Because a single mock image takes only a few seconds to render, there is no need to consider inter-node communication. Instead, millions of GRay2 jobs can be submitted at the same time and each job runs in parallel, independently from each other. With this "embarrassingly parallelizable" user case in mind, OpenCL and lux allows GRay2 to run on a wide range of hardware and platforms. For example, one can compute part of the jobs on an Apple desktop, part of the jobs on a local HPC cluster with GPUs, part of the jobs in a supercomputing center with Xeon Phi, and the rest of the jobs in commercial clouds such as the Amazon Web Services. This flexibility allows us to report benchmarks for the implementation of (i) different forms of the equations, (ii) different data structures, and (iii) different precisions in Section 4.

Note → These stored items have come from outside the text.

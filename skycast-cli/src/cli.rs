use anyhow::{Context, anyhow, bail};
use clap::{Args, Parser, Subcommand};
use inquire::{Select, Text};
use skycast_core::{
    Config, CountryDirectory, DataMode, Dispatcher, Event, Session, Theme, UnitSystem,
    countries::cities_of,
};

use crate::render;

/// Top-level CLI struct.
#[derive(Debug, Parser)]
#[command(name = "skycast", version, about = "Current weather and a 7-day forecast")]
pub struct Cli {
    #[command(subcommand)]
    pub command: Command,
}

/// Data source override; the configured default applies when neither flag is given.
#[derive(Debug, Args)]
pub struct SourceArgs {
    /// Use the live geocoding and forecast services.
    #[arg(long, conflicts_with = "mock")]
    live: bool,

    /// Use generated placeholder data (no network).
    #[arg(long)]
    mock: bool,
}

impl SourceArgs {
    fn mode(&self, config: &Config) -> DataMode {
        match (self.live, self.mock) {
            (true, _) => DataMode::Live,
            (_, true) => DataMode::Mock,
            _ => config.default_mode,
        }
    }
}

#[derive(Debug, Subcommand)]
pub enum Command {
    /// Choose the default data source, temperature unit and city.
    Configure,

    /// Show today's weather and the 7-day forecast.
    Show {
        /// City name; defaults to the configured city, then the source's default.
        city: Option<String>,

        #[command(flatten)]
        source: SourceArgs,

        /// Temperature unit: celsius or fahrenheit.
        #[arg(long)]
        unit: Option<UnitSystem>,

        /// Dark colour scheme.
        #[arg(long)]
        dark: bool,
    },

    /// List the countries and cities available for selection.
    Countries {
        /// Only list the cities of this country.
        country: Option<String>,

        #[command(flatten)]
        source: SourceArgs,
    },
}

impl Cli {
    pub async fn run(self) -> anyhow::Result<()> {
        match self.command {
            Command::Configure => configure(),
            Command::Show {
                city,
                source,
                unit,
                dark,
            } => {
                let mut config = Config::load()?;
                config.default_mode = source.mode(&config);
                if let Some(unit) = unit {
                    config.default_unit = unit;
                }
                if let Some(city) = city {
                    config.set_default_city(&city);
                }
                let theme = if dark { Theme::Dark } else { Theme::Light };
                show(&config, theme).await
            }
            Command::Countries { country, source } => {
                let config = Config::load()?;
                list_countries(&config, source.mode(&config), country.as_deref()).await
            }
        }
    }
}

async fn show(config: &Config, theme: Theme) -> anyhow::Result<()> {
    tracing::debug!(
        mode = %config.default_mode,
        unit = %config.default_unit,
        city = ?config.default_city,
        "starting session"
    );

    let dispatcher = Dispatcher::from_config(config);
    let session = Session::from_config(config).with_theme(theme);
    let session = dispatcher.run(session, Event::Start).await;

    if let Some(err) = &session.last_error {
        return Err(anyhow::Error::new(err.clone()).context(err.user_message()));
    }

    let report = session
        .report
        .as_ref()
        .ok_or_else(|| anyhow!("No city available to show weather for"))?;
    let city = session.city.as_deref().unwrap_or_default();

    println!("{}", render::current(report, session.unit, city, session.theme));
    println!("{}", render::forecast(report, session.unit, session.theme));
    Ok(())
}

async fn list_countries(
    config: &Config,
    mode: DataMode,
    country: Option<&str>,
) -> anyhow::Result<()> {
    let directory = CountryDirectory::new(config.endpoints.countries.clone());
    let countries = directory
        .countries(mode)
        .await
        .context("Failed to load the country list")?;

    match country {
        Some(name) => {
            let cities = cities_of(&countries, name);
            if cities.is_empty() {
                bail!("No cities listed for '{name}'");
            }
            for city in cities {
                println!("{city}");
            }
        }
        None => {
            for c in &countries {
                println!("{} ({} cities)", c.country, c.cities.len());
            }
        }
    }
    Ok(())
}

fn configure() -> anyhow::Result<()> {
    let mut config = Config::load()?;

    let mode = Select::new("Data source:", vec![DataMode::Mock, DataMode::Live])
        .with_starting_cursor(usize::from(config.default_mode == DataMode::Live))
        .prompt()
        .context("Data source selection cancelled")?;

    let unit = Select::new(
        "Temperature unit:",
        vec![UnitSystem::Celsius, UnitSystem::Fahrenheit],
    )
    .with_starting_cursor(usize::from(config.default_unit == UnitSystem::Fahrenheit))
    .prompt()
    .context("Unit selection cancelled")?;

    let current_city = config.default_city.clone().unwrap_or_default();
    let city = Text::new("Default city (blank for the source default):")
        .with_default(&current_city)
        .prompt()
        .context("City prompt cancelled")?;

    config.default_mode = mode;
    config.default_unit = unit;
    config.set_default_city(&city);

    let path = config.save()?;
    println!("Saved configuration to {}", path.display());
    Ok(())
}
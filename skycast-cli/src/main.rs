//! Binary crate for the `skycast` command-line tool.
//!
//! This crate focuses on:
//! - Parsing CLI arguments
//! - Interactive configuration
//! - Human-friendly output formatting

use clap::Parser;
use tracing_subscriber::{EnvFilter, layer::SubscriberExt, util::SubscriberInitExt};

mod cli;
mod render;

#[tokio::main]
async fn main() -> anyhow::Result<()> {
    tracing_subscriber::registry()
        .with(EnvFilter::try_from_default_env().unwrap_or_else(|_| EnvFilter::new("warn")))
        .with(tracing_subscriber::fmt::layer().with_writer(std::io::stderr))
        .init();

    let cmd = cli::Cli::parse();
    cmd.run().await
}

Figure 1 shows a screenshot of GRay2 in its interactive mode, which allows for the simultaneous integration and visualization of geodesics in a black-hole spacetime.

Figure 1.

Figure 1. Screenshot of GRay2 in its interactive mode, which allows a user to integrate and visualize the photon positions in real time. For this particular calculation, we set up a grid of photons originating at a large distance from a black hole with a spin of 0.999. This grid is deformed as it passes near the black hole event horizon. Some of the photons, shown in pink here, are trapped near the horizon. Some others, shown in green and blue, are deflected at large angles.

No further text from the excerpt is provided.